Stored data entries>
════
//! Object store trait and backend implementations.
//!
//! This module defines the [`ObjectStore`] trait, the narrow interface the
//! sync engine needs from remote storage, and the [`LocalBackend`] that plays
//! the same role for the workspace directory on disk.

mod local;
#[cfg(feature = "mock")]
mod mock;
#[cfg(feature = "s3")]
mod s3;

pub use self::local::LocalBackend;
#[cfg(feature = "mock")]
pub use self::mock::MockStore;
#[cfg(feature = "s3")]
pub use self::s3::{S3Backend, S3Credentials};
use crate::error::Result;
use crate::models::RemoteObject;
use async_trait::async_trait;
use futures::{Stream, TryStreamExt};
use std::collections::HashMap;
use std::pin::Pin;

/// Boxed stream of listing results returned by [`ObjectStore::list_stream`].
pub type RemoteObjectStream<'a> = Pin<Box<dyn Stream<Item = Result<RemoteObject>> + Send + 'a>>;

/// User metadata attached to an uploaded object.
pub type Metadata = HashMap<String, String>;

/// Unified interface for object storage.
///
/// Keys are full object keys (prefix included). The store does not know
/// anything about workspaces: key validation and prefix handling are the
/// caller's job.
///
/// # Examples
///
/// ```
/// use futures::TryStreamExt;
/// use wsync_storage::{ObjectStore, error::Result};
///
/// async fn total_size(store: &dyn ObjectStore, bucket: &str, prefix: &str) -> Result<u64> {
///     let mut total = 0;
///     let mut objects = store.list_stream(bucket, prefix);
///     while let Some(object) = objects.try_next().await? {
///         total += object.size;
///     }
///     Ok(total)
/// }
/// ```
#[async_trait]
pub trait ObjectStore: Send + Sync {
    /// Name of the store, used for logging only.
    fn name(&self) -> &str;

    /// Stream every object whose key starts with `prefix`.
    ///
    /// Implementations backed by a paginated API must keep requesting pages
    /// until the listing is exhausted. An `Err` item means the listing is
    /// incomplete; callers should treat it as fatal.
    fn list_stream<'a>(&'a self, bucket: &'a str, prefix: &'a str) -> RemoteObjectStream<'a>;

    /// List every object whose key starts with `prefix`.
    ///
    /// Default implementation collects [`list_stream()`](Self::list_stream)
    /// into a [`Vec`].
    async fn list(&self, bucket: &str, prefix: &str) -> Result<Vec<RemoteObject>> {
        self.list_stream(bucket, prefix).try_collect().await
    }

    /// Fetch the complete contents of an object.
    ///
    /// Returns [`NotFound`](crate::error::ErrorKind::NotFound) if the object
    /// does not exist.
    async fn get(&self, bucket: &str, key: &str) -> Result<Vec<u8>>;

    /// Create or overwrite an object.
    async fn put(&self, bucket: &str, key: &str, data: Vec<u8>, content_type: &str, metadata: &Metadata) -> Result<()>;
}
════
WHAT THIS TASK INVOLVES> The records above should be restated word for word in their entirety.

REPLY>
//! Object store trait and backend implementations.
//!
//! This module defines the [`ObjectStore`] trait, the narrow interface the
//! sync engine needs from remote storage, and the [`LocalBackend`] that plays
//! the same role for the workspace directory on disk.

mod local;
#[cfg(feature = "mock")]
mod mock;
#[cfg(feature = "s3")]
mod s3;

pub use self::local::LocalBackend;
#[cfg(feature = "mock")]
pub use self::mock::MockStore;
#[cfg(feature = "s3")]
pub use self::s3::{S3Backend, S3Credentials};
use crate::error::Result;
use crate::models::RemoteObject;
use async_trait::async_trait;
use futures::{Stream, TryStreamExt};
use std::collections::HashMap;
use std::pin::Pin;

/// Boxed stream of listing results returned by [`ObjectStore::list_stream`].
pub type RemoteObjectStream<'a> = Pin<Box<dyn Stream<Item = Result<RemoteObject>> + Send + 'a>>;

/// User metadata attached to an uploaded object.
pub type Metadata = HashMap<String, String>;

/// Unified interface for object storage.
///
/// Keys are full object keys (prefix included). The store does not know
/// anything about workspaces: key validation and prefix handling are the
/// caller's job.
///
/// # Examples
///
/// ```
/// use futures::TryStreamExt;
/// use wsync_storage::{ObjectStore, error::Result};
///
/// async fn total_size(store: &dyn ObjectStore, bucket: &str, prefix: &str) -> Result<u64> {
///     let mut total = 0;
///     let mut objects = store.list_stream(bucket, prefix);
///     while let Some(object) = objects.try_next().await? {
///         total += object.size;
///     }
///     Ok(total)
/// }
/// ```
#[async_trait]
pub trait ObjectStore: Send + Sync {
    /// Name of the store, used for logging only.
    fn name(&self) -> &str;

    /// Stream every object whose key starts with `prefix`.
    ///
    /// Implementations backed by a paginated API must keep requesting pages
    /// until the listing is exhausted. An `Err` item means the listing is
    /// incomplete; callers should treat it as fatal.
    fn list_stream<'a>(&'a self, bucket: &'a str, prefix: &'a str) -> RemoteObjectStream<'a>;

    /// List every object whose key starts with `prefix`.
    ///
    /// Default implementation collects [`list_stream()`](Self::list_stream)
    /// into a [`Vec`].
    async fn list(&self, bucket: &str, prefix: &str) -> Result<Vec<RemoteObject>> {
        self.list_stream(bucket, prefix).try_collect().await
    }

    /// Fetch the complete contents of an object.
    ///
    /// Returns [`NotFound`](crate::error::ErrorKind::NotFound) if the object
    /// does not exist.
    async fn get(&self, bucket: &str, key: &str) -> Result<Vec<u8>>;

    /// Create or overwrite an object.
    async fn put(&self, bucket: &str, key: &str, data: Vec<u8>, content_type: &str, metadata: &Metadata) -> Result<()>;
}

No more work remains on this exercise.